Blogue_Nobel_literature.jpg

Quase de certeza será um homem. Em 2015 foi uma mulher (Svetlana Alexievich), em 2014 um homem (Patrick Modiano), em 2013 uma mulher (Alice Munro), em 2012 um homem (Mo Yan). Depois a alternância quebra-se mas o politicamente correcto ganha cada vez mais força.

Será muito provavelmente de fora da Europa. Três anos seguidos para um europeu é impensável. Azar para Milan Kundera (que, ainda por cima, nasceu num país de Leste, tal como Alexievich, e não apresenta o enquadramento político adequado) e para uma das escolhas do Pedro Correia: John Le Carré.

A geografia atribui as melhores hipóteses aos africanos. Infelizmente, é demasiado tarde para Chinua Achebe. Existem outras opções: Ngũgĩ wa Thiong'o e Nuruddin Farah, por exemplo, como lembrou Beatriz em resposta ao desafio que o Pedro Correia lançou na passada sexta-feira (confissão: ainda não li qualquer deles).

Os orientais também têm boas hipóteses. Após escolhas relativamente obscuras, este poderá ser o ano de Murakami, a opção popular.

A Oceania terá uma chance. Peter Carey, talvez. David Malouf. Tim Winton deverá ser demasiado «normal».

Tendo nascido na Índia, Salman Rushdie poderá igualmente ser uma hipótese. Nah, estou a brincar. Intelectuais suecos não são cartoonistas dinamarqueses.

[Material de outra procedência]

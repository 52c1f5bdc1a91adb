//! WebSocket 采集源（船舶 AIS）。

use crate::{Connection, EventSource, IngestError};
use async_trait::async_trait;
use futures_util::{SinkExt, StreamExt};
use std::sync::Once;
use std::time::Duration;
use tokio::net::TcpStream;
use tokio_tungstenite::tungstenite::client::IntoClientRequest;
use tokio_tungstenite::tungstenite::http::HeaderValue;
use tokio_tungstenite::tungstenite::protocol::Message;
use tokio_tungstenite::{MaybeTlsStream, WebSocketStream, connect_async};
use tracing::info;

/// 安装进程级 TLS 加密后端（ring）。
///
/// rustls 没有可用后端时 wss:// 握手会直接 panic；可重复调用。
pub fn install_crypto_provider() {
    static INSTALL: Once = Once::new();
    INSTALL.call_once(|| {
        // 已有其他后端时保留原设置
        let _ = rustls::crypto::ring::default_provider().install_default();
    });
}

/// WebSocket 采集源配置。
#[derive(Debug, Clone)]
pub struct WebSocketSourceConfig {
    pub url: String,
    /// 以 `Authorization: Bearer` 头携带的令牌。
    pub token: Option<String>,
    /// 握手成功后立即发送的订阅报文。
    pub subscription: String,
    pub connect_timeout: Duration,
}

/// WebSocket 采集源。
#[derive(Debug, Clone)]
pub struct WebSocketSource {
    config: WebSocketSourceConfig,
}

impl WebSocketSource {
    pub fn new(config: WebSocketSourceConfig) -> Self {
        install_crypto_provider();
        Self { config }
    }
}

#[async_trait]
impl EventSource for WebSocketSource {
    fn endpoint(&self) -> String {
        self.config.url.clone()
    }

    async fn connect(&self) -> Result<Box<dyn Connection>, IngestError> {
        let mut request = self
            .config
            .url
            .as_str()
            .into_client_request()
            .map_err(|err| IngestError::Connection(err.to_string()))?;
        if let Some(token) = self.config.token.as_deref() {
            let value = HeaderValue::from_str(&format!("Bearer {}", token))
                .map_err(|err| IngestError::Connection(err.to_string()))?;
            request.headers_mut().insert("Authorization", value);
        }

        let handshake = connect_async(request);
        let (mut stream, _) = tokio::time::timeout(self.config.connect_timeout, handshake)
            .await
            .map_err(|_| IngestError::Connection("websocket handshake timed out".to_string()))?
            .map_err(|err| IngestError::Connection(err.to_string()))?;

        stream
            .send(Message::Text(self.config.subscription.clone().into()))
            .await
            .map_err(|err| IngestError::Connection(err.to_string()))?;
        info!(
            target: "pantalla.ingest",
            url = %self.config.url,
            subscription_size = self.config.subscription.len(),
            "websocket_subscribed"
        );

        Ok(Box::new(WebSocketConnection { stream }))
    }
}

struct WebSocketConnection {
    stream: WebSocketStream<MaybeTlsStream<TcpStream>>,
}

#[async_trait]
impl Connection for WebSocketConnection {
    async fn next_message(&mut self) -> Result<Option<Vec<u8>>, IngestError> {
        loop {
            match self.stream.next().await {
                Some(Ok(Message::Text(text))) => return Ok(Some(text.as_str().as_bytes().to_vec())),
                Some(Ok(Message::Binary(bin))) => return Ok(Some(bin.to_vec())),
                Some(Ok(Message::Close(_))) | None => return Ok(None),
                // Ping 的 Pong 回复由 tungstenite 在读取时自动排队发送
                Some(Ok(_)) => continue,
                Some(Err(err)) => return Err(IngestError::Connection(err.to_string())),
            }
        }
    }

    async fn close(&mut self) {
        let _ = self.stream.close(None).await;
    }
}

Há a possibilidade de que seja um poeta. Nenhum foi laureado desde 2011, quando o sueco Tomas Transtömer venceu. A propósito: a Suécia é não apenas a sede da Academia Nobel como um dos mais grandiosos berços de gigantes literários, a avaliar pelo número de prémios Nobel conquistados ao longo dos anos - oito (em sete anos distintos, pois em 1974 houve partilha).

Improvável é que seja um norte-americano, não obstante Roth, McCarthy, Pynchon, DeLillo - ou até mesmo Oates, Tyler, Rush. Os norte-americanos, diz a Academia, estão demasiado preocupados com questões locais. Também poderia dizer que são demasiado pessimistas (McCarthy, Roth), demasiado caleidoscópicos (Pynchon, DeLillo) ou - seria mais sincero - não suficientemente críticos da política norte-americana (o que, em vários casos, nem é verdade).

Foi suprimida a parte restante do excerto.